With the rise of Hadoop ecosystem, products such as HDFS, S3 and OSS store all data in a unified manner and support various data application scenarios. Data lakes with complex architectures become popular. The original underlying storage is replaced by a unified storage system based on HDFS storage or object storage on the cloud, which is relatively low-cost and highly available. Can store all kinds of original data, without modeling and data transformation in advance, low storage cost and strong scalability; Support for semi-structured and unstructured data; Data is more open and can be accessed through various computing engines or analysis methods. It supports rich computing scenarios and is flexible and easy to start. However, with the development of the past decade, the problems of the data lake are gradually exposed.
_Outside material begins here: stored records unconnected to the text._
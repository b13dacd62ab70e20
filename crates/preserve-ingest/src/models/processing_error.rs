use preserve_common::PreserveError;
use serde::{Deserialize, Serialize};
use std::panic::Location;

/// An error reported by a stage about one object or file.
///
/// `source` is the `file:line` where the error was constructed.
#[derive(Debug, Clone, PartialEq, Eq, Serialize, Deserialize)]
pub struct ProcessingError {
    pub work_item_id: i64,
    pub identifier: String,
    pub message: String,
    pub is_fatal: bool,
    pub source: String,
}

impl ProcessingError {
    #[track_caller]
    pub fn new(
        work_item_id: i64,
        identifier: impl Into<String>,
        message: impl Into<String>,
        is_fatal: bool,
    ) -> Self {
        let location = Location::caller();
        Self {
            work_item_id,
            identifier: identifier.into(),
            message: message.into(),
            is_fatal,
            source: format!("{}:{}", location.file(), location.line()),
        }
    }

    #[track_caller]
    pub fn fatal(work_item_id: i64, identifier: impl Into<String>, message: impl Into<String>) -> Self {
        Self::new(work_item_id, identifier, message, true)
    }

    #[track_caller]
    pub fn transient(
        work_item_id: i64,
        identifier: impl Into<String>,
        message: impl Into<String>,
    ) -> Self {
        Self::new(work_item_id, identifier, message, false)
    }

    /// Wrap a collaborator error, keeping its fatal classification.
    #[track_caller]
    pub fn from_error(work_item_id: i64, identifier: impl Into<String>, err: &PreserveError) -> Self {
        Self::new(work_item_id, identifier, err.to_string(), err.is_fatal())
    }
}

impl std::fmt::Display for ProcessingError {
    fn fmt(&self, f: &mut std::fmt::Formatter<'_>) -> std::fmt::Result {
        write!(
            f,
            "WorkItem {} / {}: {} (fatal: {}, at {})",
            self.work_item_id, self.identifier, self.message, self.is_fatal, self.source
        )
    }
}

impl std::error::Error for ProcessingError {}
Long data links or multiple data components lead to high error rate and poor data reliability. Continuous data migration and synchronization between various systems bring challenges to data consistency and timeliness. The data in the lake is haphazard, and the direct access query without optimization will cause performance problems. The complexity of the overall system leads to high cost of enterprise construction and maintenance.
In order to solve the above problems, LakeHouse combining the advantages of data lake and data warehouse came into being. The bottom layer is still low-cost and open storage, while the upper layer is based on data systems such as Delta Lake, Iceberg and Hudi to provide data management features and efficient access performance, support various data analysis and calculation, and form a new architecture combining the advantages of data warehouse and data lake. The storage separation architecture can be flexibly extended. Reduce data relocation, data reliability, consistency and real-time are guaranteed; Support for rich computing engines and paradigms; In addition, data organization and index optimization are supported for better query performance. However, because LakeHouse is still in a period of rapid development, there are few mature products and systems with rapid iteration of key technologies. In the case that there are few cases for reference, enterprises need to invest in technology if they want to adopt LakeHouse.
Data architecture comparison
The figure above compares data warehouse, data lake and LakeHouse from multiple dimensions. It is obvious that LakeHouse integrates the advantages of data warehouse and data lake, which is also the reason why LakeHouse is expected to be “the basic paradigm of the new generation of data architecture”.
Lakehouse architecture and implementation
Lakehouse architecture diagram
Lakehouse = Object storage on cloud + Lake format + Lake management platform
Access layer
- The metadata layer queries and locates data
- Object storage supports high-throughput data access
- Open data formats support direct reading by the engine
- The Declarative DataFrame API takes advantage of the optimization and filtering capabilities of the SQL engine
Optimization of layer
- Caching, Auxiliary data structures (indexing and Statistics), data layout optimization, Governance
The transaction layer
- Implement a metadata layer that supports transaction isolation, specifying the data objects contained in each Table version
Storage layer
- Object storage on the cloud, low cost, high reliability, unlimited expansion, high throughput, o&M free
- Common data formats, Parquet/Orc etc
Lakehouse implements the core – lake format
This paper mainly introduces the characteristics of Lakehouse by focusing on two Lake formats, Delta Lake and IceBerg.
Delta Lake
Delta Lake
Key implementation: transaction logging – Single Source of Truth
- The transaction log is transaction commit granularity and records all operations on the table in sequence
- Serialization isolates write operations, writes ensure atomicity, and MVCC+ optimistic locking controls concurrency conflicts
- Snapshot isolates read operations and supports reading historical version data to achieve time travel
- File level data update to implement local data update and delete
- Data processing based on incremental logs
Delta Lake on EMR
In view of the shortcomings of the open source version of Delta Lake, the EMR team of Ali Cloud developed the following functions:
Optimize& Zorder
- Support Zorder to rearrange data, combined with dataskipping speed query
- Efficient Zorder execution, 780 million data, 2 fields, 20 minutes to complete
- Support Optimize, solves small file problems, and supports automatic compact
SavePoint
- You can create, delete, and query SAVEPOINT and permanently reserve the data of the specified version
Rollback
- You can roll back to a historical version to repair data
Automatically synchronize metadata to MetaStore
- Complete table information and partition information are automatically synchronized to MetaStore for Hive/Presto query without additional operations.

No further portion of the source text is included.